▶ _Work task_
Exactly how many lines in the entries contain "DecideError"? Give that number alone.

▶ _Provided entries_

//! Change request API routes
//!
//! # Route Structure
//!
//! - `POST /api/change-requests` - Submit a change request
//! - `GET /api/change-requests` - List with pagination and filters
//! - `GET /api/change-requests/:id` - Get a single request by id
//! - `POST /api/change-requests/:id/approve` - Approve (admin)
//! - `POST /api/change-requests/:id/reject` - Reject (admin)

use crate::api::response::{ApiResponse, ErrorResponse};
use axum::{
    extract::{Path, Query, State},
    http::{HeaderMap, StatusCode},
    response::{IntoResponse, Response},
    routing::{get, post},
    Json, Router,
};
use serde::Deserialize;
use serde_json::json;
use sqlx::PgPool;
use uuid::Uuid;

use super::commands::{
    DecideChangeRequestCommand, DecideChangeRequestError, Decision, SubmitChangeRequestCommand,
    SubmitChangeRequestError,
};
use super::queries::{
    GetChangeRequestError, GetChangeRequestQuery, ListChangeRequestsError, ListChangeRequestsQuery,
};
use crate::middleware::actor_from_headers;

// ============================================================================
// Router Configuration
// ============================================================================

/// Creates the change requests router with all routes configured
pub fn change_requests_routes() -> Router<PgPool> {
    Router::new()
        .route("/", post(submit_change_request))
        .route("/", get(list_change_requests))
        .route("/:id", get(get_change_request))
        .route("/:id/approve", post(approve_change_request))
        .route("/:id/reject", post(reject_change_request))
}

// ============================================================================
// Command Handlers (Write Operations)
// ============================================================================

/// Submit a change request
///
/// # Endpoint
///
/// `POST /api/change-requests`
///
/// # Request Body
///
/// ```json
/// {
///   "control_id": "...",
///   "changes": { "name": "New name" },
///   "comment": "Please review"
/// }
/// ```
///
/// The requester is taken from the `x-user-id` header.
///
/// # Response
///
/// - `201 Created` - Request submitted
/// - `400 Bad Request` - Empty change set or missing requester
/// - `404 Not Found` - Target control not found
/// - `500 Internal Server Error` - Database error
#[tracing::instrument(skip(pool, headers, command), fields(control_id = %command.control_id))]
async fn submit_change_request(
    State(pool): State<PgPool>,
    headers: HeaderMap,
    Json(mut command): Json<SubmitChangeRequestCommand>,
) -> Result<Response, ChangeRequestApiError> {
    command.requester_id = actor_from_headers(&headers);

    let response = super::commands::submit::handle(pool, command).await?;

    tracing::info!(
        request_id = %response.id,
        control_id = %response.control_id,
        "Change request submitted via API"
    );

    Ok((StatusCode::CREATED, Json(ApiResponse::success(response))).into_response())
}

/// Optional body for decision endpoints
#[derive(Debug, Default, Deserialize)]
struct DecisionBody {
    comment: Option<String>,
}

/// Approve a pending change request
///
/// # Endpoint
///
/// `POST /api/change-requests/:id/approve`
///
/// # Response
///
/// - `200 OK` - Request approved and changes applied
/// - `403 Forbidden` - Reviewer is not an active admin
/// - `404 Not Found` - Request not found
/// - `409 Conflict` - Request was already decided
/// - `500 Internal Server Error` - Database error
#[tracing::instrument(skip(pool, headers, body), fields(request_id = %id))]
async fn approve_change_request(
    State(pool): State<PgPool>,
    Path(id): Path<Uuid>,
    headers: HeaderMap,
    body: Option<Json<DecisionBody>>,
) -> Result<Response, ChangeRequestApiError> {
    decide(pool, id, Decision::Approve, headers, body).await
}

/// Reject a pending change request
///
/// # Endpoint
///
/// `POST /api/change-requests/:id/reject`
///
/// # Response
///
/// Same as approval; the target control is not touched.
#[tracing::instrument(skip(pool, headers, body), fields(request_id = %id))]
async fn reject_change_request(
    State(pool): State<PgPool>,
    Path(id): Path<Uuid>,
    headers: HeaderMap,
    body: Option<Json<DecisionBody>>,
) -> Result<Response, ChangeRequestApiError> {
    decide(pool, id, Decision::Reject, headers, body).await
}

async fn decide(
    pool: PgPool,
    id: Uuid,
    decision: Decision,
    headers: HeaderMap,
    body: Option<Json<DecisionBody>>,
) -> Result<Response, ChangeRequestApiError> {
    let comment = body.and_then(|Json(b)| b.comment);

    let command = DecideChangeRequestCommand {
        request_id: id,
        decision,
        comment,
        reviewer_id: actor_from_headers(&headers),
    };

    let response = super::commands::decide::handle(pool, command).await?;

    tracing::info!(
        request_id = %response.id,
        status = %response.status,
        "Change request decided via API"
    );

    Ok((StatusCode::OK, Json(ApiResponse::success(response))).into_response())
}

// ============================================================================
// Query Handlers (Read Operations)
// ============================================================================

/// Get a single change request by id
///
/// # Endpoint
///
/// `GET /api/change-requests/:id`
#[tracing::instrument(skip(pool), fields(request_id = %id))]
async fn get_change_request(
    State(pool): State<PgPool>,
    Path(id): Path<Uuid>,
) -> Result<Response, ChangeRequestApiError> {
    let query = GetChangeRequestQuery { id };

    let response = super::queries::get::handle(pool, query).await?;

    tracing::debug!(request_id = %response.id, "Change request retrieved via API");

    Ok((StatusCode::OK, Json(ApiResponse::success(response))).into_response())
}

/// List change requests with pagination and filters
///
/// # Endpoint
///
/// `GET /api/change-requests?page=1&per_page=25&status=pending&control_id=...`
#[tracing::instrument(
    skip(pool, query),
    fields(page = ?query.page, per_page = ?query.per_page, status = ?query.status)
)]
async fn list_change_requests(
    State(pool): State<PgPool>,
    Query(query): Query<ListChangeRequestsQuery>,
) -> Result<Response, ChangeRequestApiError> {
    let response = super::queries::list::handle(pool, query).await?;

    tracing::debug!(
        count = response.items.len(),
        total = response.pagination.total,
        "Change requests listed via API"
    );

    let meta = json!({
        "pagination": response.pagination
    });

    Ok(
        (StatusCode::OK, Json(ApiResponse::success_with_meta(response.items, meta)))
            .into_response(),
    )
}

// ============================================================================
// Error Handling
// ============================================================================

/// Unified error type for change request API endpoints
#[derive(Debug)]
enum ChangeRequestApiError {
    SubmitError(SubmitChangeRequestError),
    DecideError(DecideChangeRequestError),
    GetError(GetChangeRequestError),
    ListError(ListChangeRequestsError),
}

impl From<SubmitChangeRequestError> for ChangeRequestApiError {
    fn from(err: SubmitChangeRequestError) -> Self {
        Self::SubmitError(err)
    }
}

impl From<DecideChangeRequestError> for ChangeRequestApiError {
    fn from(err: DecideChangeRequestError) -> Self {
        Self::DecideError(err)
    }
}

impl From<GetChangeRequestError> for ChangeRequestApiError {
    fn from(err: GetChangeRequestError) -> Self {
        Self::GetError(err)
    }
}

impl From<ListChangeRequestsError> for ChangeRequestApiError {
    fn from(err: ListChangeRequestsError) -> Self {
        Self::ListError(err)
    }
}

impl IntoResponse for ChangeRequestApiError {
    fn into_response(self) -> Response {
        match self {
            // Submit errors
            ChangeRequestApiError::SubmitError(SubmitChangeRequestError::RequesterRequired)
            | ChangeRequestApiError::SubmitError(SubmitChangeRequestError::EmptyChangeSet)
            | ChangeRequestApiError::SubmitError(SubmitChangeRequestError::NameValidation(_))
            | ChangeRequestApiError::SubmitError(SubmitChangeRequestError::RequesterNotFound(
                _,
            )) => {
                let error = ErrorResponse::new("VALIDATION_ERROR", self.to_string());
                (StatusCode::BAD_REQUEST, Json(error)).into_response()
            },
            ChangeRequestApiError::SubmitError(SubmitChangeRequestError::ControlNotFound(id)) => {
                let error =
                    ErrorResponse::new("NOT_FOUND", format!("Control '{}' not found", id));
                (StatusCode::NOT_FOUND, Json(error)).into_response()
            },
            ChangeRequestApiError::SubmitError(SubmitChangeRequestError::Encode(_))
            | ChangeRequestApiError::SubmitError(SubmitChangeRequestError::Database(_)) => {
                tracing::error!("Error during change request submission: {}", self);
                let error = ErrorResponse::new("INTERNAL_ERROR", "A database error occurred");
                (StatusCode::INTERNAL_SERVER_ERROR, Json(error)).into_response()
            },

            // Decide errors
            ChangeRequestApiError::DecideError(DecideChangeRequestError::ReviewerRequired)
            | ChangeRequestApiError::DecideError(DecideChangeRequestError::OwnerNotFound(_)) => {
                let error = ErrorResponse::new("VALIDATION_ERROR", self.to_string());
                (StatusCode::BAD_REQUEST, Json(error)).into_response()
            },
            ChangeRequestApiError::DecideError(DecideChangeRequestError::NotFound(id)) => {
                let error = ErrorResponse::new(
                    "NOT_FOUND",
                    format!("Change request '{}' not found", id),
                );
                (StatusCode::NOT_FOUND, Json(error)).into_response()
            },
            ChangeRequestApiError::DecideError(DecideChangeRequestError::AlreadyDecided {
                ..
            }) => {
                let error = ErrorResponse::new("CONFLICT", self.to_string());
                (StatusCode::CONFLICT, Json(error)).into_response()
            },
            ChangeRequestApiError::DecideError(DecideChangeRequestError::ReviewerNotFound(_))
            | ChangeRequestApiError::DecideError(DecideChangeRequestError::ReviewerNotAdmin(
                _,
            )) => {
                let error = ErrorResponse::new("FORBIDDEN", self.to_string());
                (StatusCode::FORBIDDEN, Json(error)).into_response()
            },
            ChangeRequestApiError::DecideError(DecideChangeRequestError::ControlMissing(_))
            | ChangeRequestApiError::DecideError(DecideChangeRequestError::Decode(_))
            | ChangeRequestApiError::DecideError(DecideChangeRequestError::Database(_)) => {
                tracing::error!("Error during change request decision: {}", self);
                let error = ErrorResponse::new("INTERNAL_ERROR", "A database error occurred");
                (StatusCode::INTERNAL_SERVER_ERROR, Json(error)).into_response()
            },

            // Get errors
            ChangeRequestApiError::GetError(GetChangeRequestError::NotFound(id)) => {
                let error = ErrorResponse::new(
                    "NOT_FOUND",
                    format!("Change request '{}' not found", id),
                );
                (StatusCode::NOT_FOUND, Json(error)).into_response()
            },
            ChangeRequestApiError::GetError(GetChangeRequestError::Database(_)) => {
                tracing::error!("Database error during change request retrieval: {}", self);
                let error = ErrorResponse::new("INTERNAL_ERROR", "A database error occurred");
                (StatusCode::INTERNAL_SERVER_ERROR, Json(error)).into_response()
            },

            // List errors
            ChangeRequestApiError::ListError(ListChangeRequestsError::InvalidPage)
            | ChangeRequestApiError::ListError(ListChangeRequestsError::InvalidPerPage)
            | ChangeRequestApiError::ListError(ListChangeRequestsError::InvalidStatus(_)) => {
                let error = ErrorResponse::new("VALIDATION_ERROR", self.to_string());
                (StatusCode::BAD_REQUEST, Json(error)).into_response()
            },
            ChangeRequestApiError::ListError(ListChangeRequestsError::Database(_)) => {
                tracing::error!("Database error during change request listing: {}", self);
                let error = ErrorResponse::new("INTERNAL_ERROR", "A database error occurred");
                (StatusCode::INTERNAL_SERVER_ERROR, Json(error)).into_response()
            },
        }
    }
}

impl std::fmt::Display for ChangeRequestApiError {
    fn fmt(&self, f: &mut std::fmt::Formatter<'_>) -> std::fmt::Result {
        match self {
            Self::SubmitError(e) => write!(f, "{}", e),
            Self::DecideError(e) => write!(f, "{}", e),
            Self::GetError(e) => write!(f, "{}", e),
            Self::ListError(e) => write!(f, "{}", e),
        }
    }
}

▶ _Expected answer_
12